Meu copo cheio, parece cerveja, mas é guaraná.
Vejo entrando um por um:
o engomadinho de escritório,
o camelô, até o catador de papelão,
todos entram para a festa.
Toca música alta, e quase não ouço
quando ela vem me convidar
“Quer companhia? Temos meninas bonitas”
Lembrei do dia em que eu voltava do trabalho,
assalariado com calça jeans e tênis preto,
ia por uma rua escura segurando a mão
da minha mãe e ela toda surpresa quando viu
uma porta aberta com balões em volta,
luz neon, música alta e me disse
“hijo, parece que ten una fiesta de aniversario”

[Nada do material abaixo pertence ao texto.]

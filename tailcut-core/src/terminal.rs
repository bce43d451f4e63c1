//! Terminal UI components and styling for tailcut.
//!
//! All output goes through the `log` facade at info level, so the same lines
//! land on the console and in the run log. Styling uses a small hierarchy of
//! indentation levels. Color is only used when stdout is a terminal and
//! `NO_COLOR` is unset; the run log encoder strips any styling that remains.

use console::style;
use log::info;
use owo_colors::OwoColorize;
use std::io::IsTerminal;
use unicode_width::UnicodeWidthStr;

/// Visual hierarchy of the run output.
#[derive(Debug, Clone, Copy)]
pub enum OutputLevel {
    /// `===== PROCESSING =====`
    Section,
    /// `» Processing: a.webm`
    Subsection,
    /// Details under a file
    Progress,
    /// `label:   value` lines
    Status,
}

impl OutputLevel {
    fn indent(self) -> &'static str {
        match self {
            OutputLevel::Section => "",
            OutputLevel::Subsection => "  ",
            OutputLevel::Progress => "    ",
            OutputLevel::Status => "      ",
        }
    }
}

const LABEL_WIDTH: usize = 15;

#[derive(Debug, Clone, Copy)]
enum Tone {
    Plain,
    Strong,
    Heading,
    Good,
    Caution,
    Bad,
}

/// Color only for an interactive stdout without `NO_COLOR`.
fn color_enabled(no_color_set: bool, stdout_is_terminal: bool) -> bool {
    !no_color_set && stdout_is_terminal
}

fn use_color() -> bool {
    color_enabled(
        std::env::var_os("NO_COLOR").is_some(),
        std::io::stdout().is_terminal(),
    )
}

fn paint(text: &str, tone: Tone) -> String {
    if !use_color() {
        return text.to_string();
    }
    match tone {
        Tone::Plain => text.to_string(),
        Tone::Strong => style(text).bold().to_string(),
        Tone::Heading => text.cyan().to_string(),
        Tone::Good => text.green().to_string(),
        Tone::Caution => text.yellow().to_string(),
        Tone::Bad => text.red().bold().to_string(),
    }
}

/// Tone of a status value. Counters of failed or skipped files stand out
/// when non-zero.
fn status_tone(label: &str, value: &str, highlight: bool) -> Tone {
    match label {
        "Decoding" if value.starts_with("Hardware") => Tone::Good,
        "Failed" if value != "0" => Tone::Bad,
        "Skipped" if value != "0" => Tone::Caution,
        _ if highlight => Tone::Strong,
        _ => Tone::Plain,
    }
}

/// `===== TITLE =====` surrounded by blank lines.
pub fn print_section(title: &str) {
    info!("");
    info!("===== {} =====", paint(&title.to_uppercase(), Tone::Heading));
    info!("");
}

/// Print `text` at `level`, optionally behind a symbol.
pub fn print_item(level: OutputLevel, symbol: Option<&str>, text: &str, bold: bool) {
    let prefix = symbol.map(|sym| format!("{sym} ")).unwrap_or_default();
    let tone = if bold { Tone::Strong } else { Tone::Plain };
    info!("{}{prefix}{}", level.indent(), paint(text, tone));
}

/// Header line for one file.
pub fn print_processing(message: &str) {
    info!("");
    print_item(OutputLevel::Subsection, Some("»"), message, true);
}

pub fn print_sub_item(message: &str) {
    print_item(OutputLevel::Progress, None, message, false);
}

pub fn print_success(message: &str) {
    info!("  ✓ {}", paint(message, Tone::Good));
}

/// Formats a `label: value` line with the label padded to a fixed display width.
#[must_use]
pub fn format_status_line(label: &str, value: &str) -> String {
    let padding = LABEL_WIDTH.saturating_sub(label.width()).max(1);
    format!(
        "{}{label}:{}{value}",
        OutputLevel::Status.indent(),
        " ".repeat(padding)
    )
}

/// Key-value line; `highlight` makes the value bold.
pub fn print_status(label: &str, value: &str, highlight: bool) {
    let value = paint(value, status_tone(label, value, highlight));
    info!("{}", format_status_line(label, &value));
}

/// Error block with an optional hint on how to fix it.
pub fn print_error(title: &str, message: &str, suggestion: Option<&str>) {
    info!("  ✗ {}", paint(title, Tone::Bad));
    info!("    Message:    {message}");
    if let Some(hint) = suggestion {
        info!("    Suggestion: {hint}");
    }
}

pub fn print_warning(message: &str) {
    info!("  ⚠ {}", paint(message, Tone::Caution));
}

Eu ri para dentro e passamos reto.
E assim seguem os dias, retos numa linha reta.
Comemorar mais, preciso
parar de voltar antes de meia noite, preciso
entortar mais, encher a cara, preciso
ver a espuma no copo, não na boca, preciso
esquecer o que fiz ontem e comemorar mais,
PRE-CI-SO.
Mas o fato é que nunca fui muito em festas
de aniversário e nem em puteiros e
nem fiquei bêbado tantas vezes quanto deveria
EU PRECISO COMEMORAR MAIS A VIDA.
Vem cá, quando é o seu aniversário?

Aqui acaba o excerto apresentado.